Instructions to follow | In the lines below, look for "else". Copy each line where it appears.

(Beginning of Source data)

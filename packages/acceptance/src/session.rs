//! Per-scenario browser session
//!
//! A [`Session`] is created with the scenario and holds at most one driver.
//! The driver is exclusively owned here: nothing else keeps a handle to it,
//! and it is closed by [`Session::close`] when the scenario ends.

use std::fmt;
use std::sync::Arc;

use tracing::{debug, info, warn};

use crate::config::AcceptanceConfig;
use crate::driver::{BrowserDriver, Launcher};
use crate::error::{AcceptanceError, Result};
use crate::wait::Wait;

pub struct Session<L: Launcher> {
    config: Arc<AcceptanceConfig>,
    launcher: L,
    wait: Wait,
    driver: Option<L::Driver>,
}

impl<L: Launcher> Session<L> {
    pub fn new(config: Arc<AcceptanceConfig>, launcher: L) -> Self {
        let wait = Wait::new(config.wait_timeout, config.poll_interval);
        Self {
            config,
            launcher,
            wait,
            driver: None,
        }
    }

    pub fn config(&self) -> &AcceptanceConfig {
        &self.config
    }

    pub fn launcher(&self) -> &L {
        &self.launcher
    }

    pub fn wait(&self) -> &Wait {
        &self.wait
    }

    pub fn is_started(&self) -> bool {
        self.driver.is_some()
    }

    /// Launch a fresh browser, closing any previous one first.
    pub async fn start(&mut self) -> Result<()> {
        if self.driver.is_some() {
            debug!("replacing existing browser session");
            self.close().await?;
        }
        let driver = self.launcher.launch().await?;
        self.driver = Some(driver);
        info!("browser session started");
        Ok(())
    }

    /// The active driver.
    pub fn driver(&self) -> Result<&L::Driver> {
        self.driver.as_ref().ok_or(AcceptanceError::SessionNotStarted)
    }

    /// Quit the driver if one is running. Safe to call repeatedly.
    pub async fn close(&mut self) -> Result<()> {
        match self.driver.take() {
            Some(mut driver) => {
                let result = driver.quit().await;
                if let Err(e) = &result {
                    warn!(error = %e, "browser did not close cleanly");
                } else {
                    info!("browser session closed");
                }
                result
            }
            None => Ok(()),
        }
    }
}

impl<L: Launcher> fmt::Debug for Session<L> {
    fn fmt(&self, f: &mut fmt::Formatter<'_>) -> fmt::Result {
        f.debug_struct("Session")
            .field("landing_url", &self.config.landing_url)
            .field("wait", &self.wait)
            .field("started", &self.driver.is_some())
            .finish()
    }
}
//! Built-in scenarios
//!
//! The same two scenarios as `features/landing_page.feature`, expressed as
//! data so they can run through the [`StepBinder`] without a Gherkin runner.

use tracing::{error, info};

use crate::binder::{StepBinder, StepKeyword};
use crate::driver::Launcher;
use crate::error::Result;
use crate::session::Session;

#[derive(Debug, Clone, PartialEq, Eq)]
pub struct Scenario {
    pub name: &'static str,
    pub steps: Vec<(StepKeyword, &'static str)>,
}

/// Outcome of one scenario run.
#[derive(Debug)]
pub struct ScenarioReport {
    pub name: &'static str,
    pub steps_passed: usize,
    pub steps_total: usize,
    pub failure: Option<(String, crate::error::AcceptanceError)>,
}

impl ScenarioReport {
    pub fn passed(&self) -> bool {
        self.failure.is_none()
    }
}

pub fn builtin() -> Vec<Scenario> {
    vec![
        Scenario {
            name: "Get Started takes a new user to the login page",
            steps: vec![
                (StepKeyword::Given, "a new user,"),
                (StepKeyword::When, "they visit the landing page"),
                (StepKeyword::When, "select “Get Started“ button,"),
                (StepKeyword::Then, "the user should be redirected to the login_sign_up page."),
            ],
        },
        Scenario {
            name: "A new user signs up from the login page",
            steps: vec![
                (StepKeyword::Given, "a new user,"),
                (StepKeyword::When, "they visit the login page"),
                (StepKeyword::When, "select the “Sign Up“ button"),
                (StepKeyword::When, "provide valid information,"),
                (StepKeyword::Then, "they should be able to create an account."),
            ],
        },
    ]
}

/// Run the steps in order, stopping at the first failure.
///
/// The session is closed afterwards whatever the outcome; a close failure is
/// reported only when every step passed.
pub async fn run_scenario<L: Launcher>(
    binder: &StepBinder,
    session: &mut Session<L>,
    scenario: &Scenario,
) -> ScenarioReport {
    info!(scenario = scenario.name, "scenario started");
    let mut report = ScenarioReport {
        name: scenario.name,
        steps_passed: 0,
        steps_total: scenario.steps.len(),
        failure: None,
    };

    for (keyword, text) in &scenario.steps {
        if let Err(e) = binder.execute(session, *keyword, text).await {
            error!(scenario = scenario.name, step = *text, error = %e, "step failed");
            report.failure = Some((format!("{} {}", keyword, text), e));
            break;
        }
        report.steps_passed += 1;
    }

    let closed: Result<()> = session.close().await;
    if let Err(e) = closed {
        if report.failure.is_none() {
            report.failure = Some(("close browser".to_string(), e));
        }
    }

    info!(
        scenario = scenario.name,
        passed = report.passed(),
        steps_passed = report.steps_passed,
        steps_total = report.steps_total,
        "scenario finished"
    );
    report
}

(End of Source data)

Written reply |
//! The driver is exclusively owned here: nothing else keeps a handle to it,
                } else {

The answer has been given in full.